» **DESCRIPTION OF THE TASK**:
Start the output with the opening line of the listing below and continue, reproducing each line exactly, up to and including the line that contains "시간 추출기를 생성합니다.".

» **DATASET RECORDS**:
//! 시간 관련 추출기 -- 응답 시간과 시간대

use regex::Regex;

use super::{Extraction, FieldExtractor};
use crate::error::LogAnalyzerError;

/// `소요시간: <digits>ms` 에서 응답 시간을 추출합니다.
///
/// `u64` 범위를 넘는 숫자열은 매칭 실패로 취급합니다.
pub struct ResponseTimeExtractor {
    pattern: Regex,
}

impl ResponseTimeExtractor {
    /// 새 응답 시간 추출기를 생성합니다.
    pub fn new() -> Result<Self, LogAnalyzerError> {
        Ok(Self {
            pattern: Regex::new(r"소요시간: ([0-9]+)ms")?,
        })
    }
}

impl FieldExtractor for ResponseTimeExtractor {
    fn name(&self) -> &str {
        "response_time"
    }

    fn extract(&self, line: &str) -> Option<Extraction> {
        let digits = self.pattern.captures(line)?.get(1)?.as_str();
        digits.parse::<u64>().ok().map(Extraction::ResponseTime)
    }
}

/// 첫 번째 `HH:MM:SS` 타임스탬프에서 시(hour)를 추출합니다.
///
/// 라인의 가장 왼쪽 매치만 사용하며, 0-23 범위를 벗어나면 매칭 실패로 취급합니다.
pub struct HourExtractor {
    pattern: Regex,
}

impl HourExtractor {
    /// 새 시간대 추출기를 생성합니다.
    pub fn new() -> Result<Self, LogAnalyzerError> {
        Ok(Self {
            pattern: Regex::new(r"([0-9]{2}):[0-9]{2}:[0-9]{2}")?,
        })
    }
}

impl FieldExtractor for HourExtractor {
    fn name(&self) -> &str {
        "hour"
    }

    fn extract(&self, line: &str) -> Option<Extraction> {
        let hour = self.pattern.captures(line)?.get(1)?.as_str().parse::<u8>().ok()?;
        (hour < 24).then_some(Extraction::Hour(hour))
    }
}

#[cfg(test)]
mod tests {
    use super::*;

    #[test]
    fn response_time_parses_digits() {
        let extractor = ResponseTimeExtractor::new().unwrap();
        assert_eq!(
            extractor.extract("API 완료 소요시간: 1200ms"),
            Some(Extraction::ResponseTime(1200))
        );
    }

    #[test]
    fn response_time_requires_ms_suffix() {
        let extractor = ResponseTimeExtractor::new().unwrap();
        assert_eq!(extractor.extract("소요시간: 12s"), None);
        assert_eq!(extractor.extract("소요시간: ms"), None);
        assert_eq!(extractor.extract("소요시간:120ms"), None);
    }

    #[test]
    fn response_time_overflow_is_a_miss() {
        let extractor = ResponseTimeExtractor::new().unwrap();
        assert_eq!(
            extractor.extract("소요시간: 99999999999999999999999ms"),
            None
        );
    }

    #[test]
    fn response_time_uses_first_occurrence() {
        let extractor = ResponseTimeExtractor::new().unwrap();
        assert_eq!(
            extractor.extract("소요시간: 10ms 소요시간: 20ms"),
            Some(Extraction::ResponseTime(10))
        );
    }

    #[test]
    fn hour_uses_first_timestamp() {
        let extractor = HourExtractor::new().unwrap();
        assert_eq!(
            extractor.extract("2024-01-01 09:15:32 retry at 18:00:00"),
            Some(Extraction::Hour(9))
        );
    }

    #[test]
    fn hour_accepts_midnight_and_last_hour() {
        let extractor = HourExtractor::new().unwrap();
        assert_eq!(extractor.extract("00:00:00"), Some(Extraction::Hour(0)));
        assert_eq!(extractor.extract("23:59:59"), Some(Extraction::Hour(23)));
    }

    #[test]
    fn hour_out_of_range_is_a_miss() {
        let extractor = HourExtractor::new().unwrap();
        assert_eq!(extractor.extract("elapsed 45:00:00"), None);
    }

    #[test]
    fn hour_without_timestamp_is_a_miss() {
        let extractor = HourExtractor::new().unwrap();
        assert_eq!(extractor.extract("no time here 9:15:32"), None);
        assert_eq!(extractor.extract("12:34"), None);
    }

    #[test]
    fn hour_matches_leftmost_window() {
        // 세 자리 숫자 뒤쪽 두 자리가 시(hour)로 잡힌다
        let extractor = HourExtractor::new().unwrap();
        assert_eq!(extractor.extract("id=123:45:01"), Some(Extraction::Hour(23)));
    }
}
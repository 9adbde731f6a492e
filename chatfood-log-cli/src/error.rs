//! CLI-specific error types and exit code mapping

use chatfood_log_analyzer::LogAnalyzerError;

/// CLI-specific error type.
///
/// Each variant carries enough context for a user-friendly message.
/// The `exit_code()` method maps errors to process exit codes.
#[derive(Debug, thiserror::Error)]
pub enum CliError {
    /// Configuration loading or validation failure.
    #[error("configuration error: {0}")]
    Config(String),

    /// The input log source could not be opened.
    #[error("log file not found or unreadable: {0}")]
    SourceUnavailable(String),

    /// Reading the input failed part-way through.
    #[error("log analysis failed: {0}")]
    Ingestion(String),

    /// A command-level operation failed.
    #[error("{0}")]
    Command(String),

    /// JSON serialisation failed during output rendering.
    #[error("json output error: {0}")]
    JsonSerialize(#[from] serde_json::Error),

    /// IO error (stdout write, etc.).
    #[error("io error: {0}")]
    Io(#[from] std::io::Error),
}

impl CliError {
    /// Map the error to a process exit code.
    ///
    /// | Code | Meaning                              |
    /// |------|--------------------------------------|
    /// | 0    | Success                              |
    /// | 1    | General / command error              |
    /// | 2    | Configuration error                  |
    /// | 3    | Log source unavailable               |
    /// | 4    | Ingestion fault mid-stream           |
    /// | 10   | IO error                             |
    pub fn exit_code(&self) -> i32 {
        match self {
            Self::Config(_) => 2,
            Self::SourceUnavailable(_) => 3,
            Self::Ingestion(_) => 4,
            Self::Io(_) => 10,
            Self::JsonSerialize(_) | Self::Command(_) => 1,
        }
    }
}

impl From<LogAnalyzerError> for CliError {
    fn from(e: LogAnalyzerError) -> Self {
        match e {
            LogAnalyzerError::SourceUnavailable { path, source } => {
                Self::SourceUnavailable(format!("{path}: {source}"))
            }
            err @ LogAnalyzerError::Ingestion { .. } => Self::Ingestion(err.to_string()),
            err @ LogAnalyzerError::Config { .. } => Self::Config(err.to_string()),
            LogAnalyzerError::Io(io) => Self::Io(io),
            err @ LogAnalyzerError::Regex(_) => Self::Command(err.to_string()),
        }
    }
}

» **ANSWER SECTION**:
//! 시간 관련 추출기 -- 응답 시간과 시간대

use regex::Regex;

use super::{Extraction, FieldExtractor};
use crate::error::LogAnalyzerError;

/// `소요시간: <digits>ms` 에서 응답 시간을 추출합니다.
///
/// `u64` 범위를 넘는 숫자열은 매칭 실패로 취급합니다.
pub struct ResponseTimeExtractor {
    pattern: Regex,
}

impl ResponseTimeExtractor {
    /// 새 응답 시간 추출기를 생성합니다.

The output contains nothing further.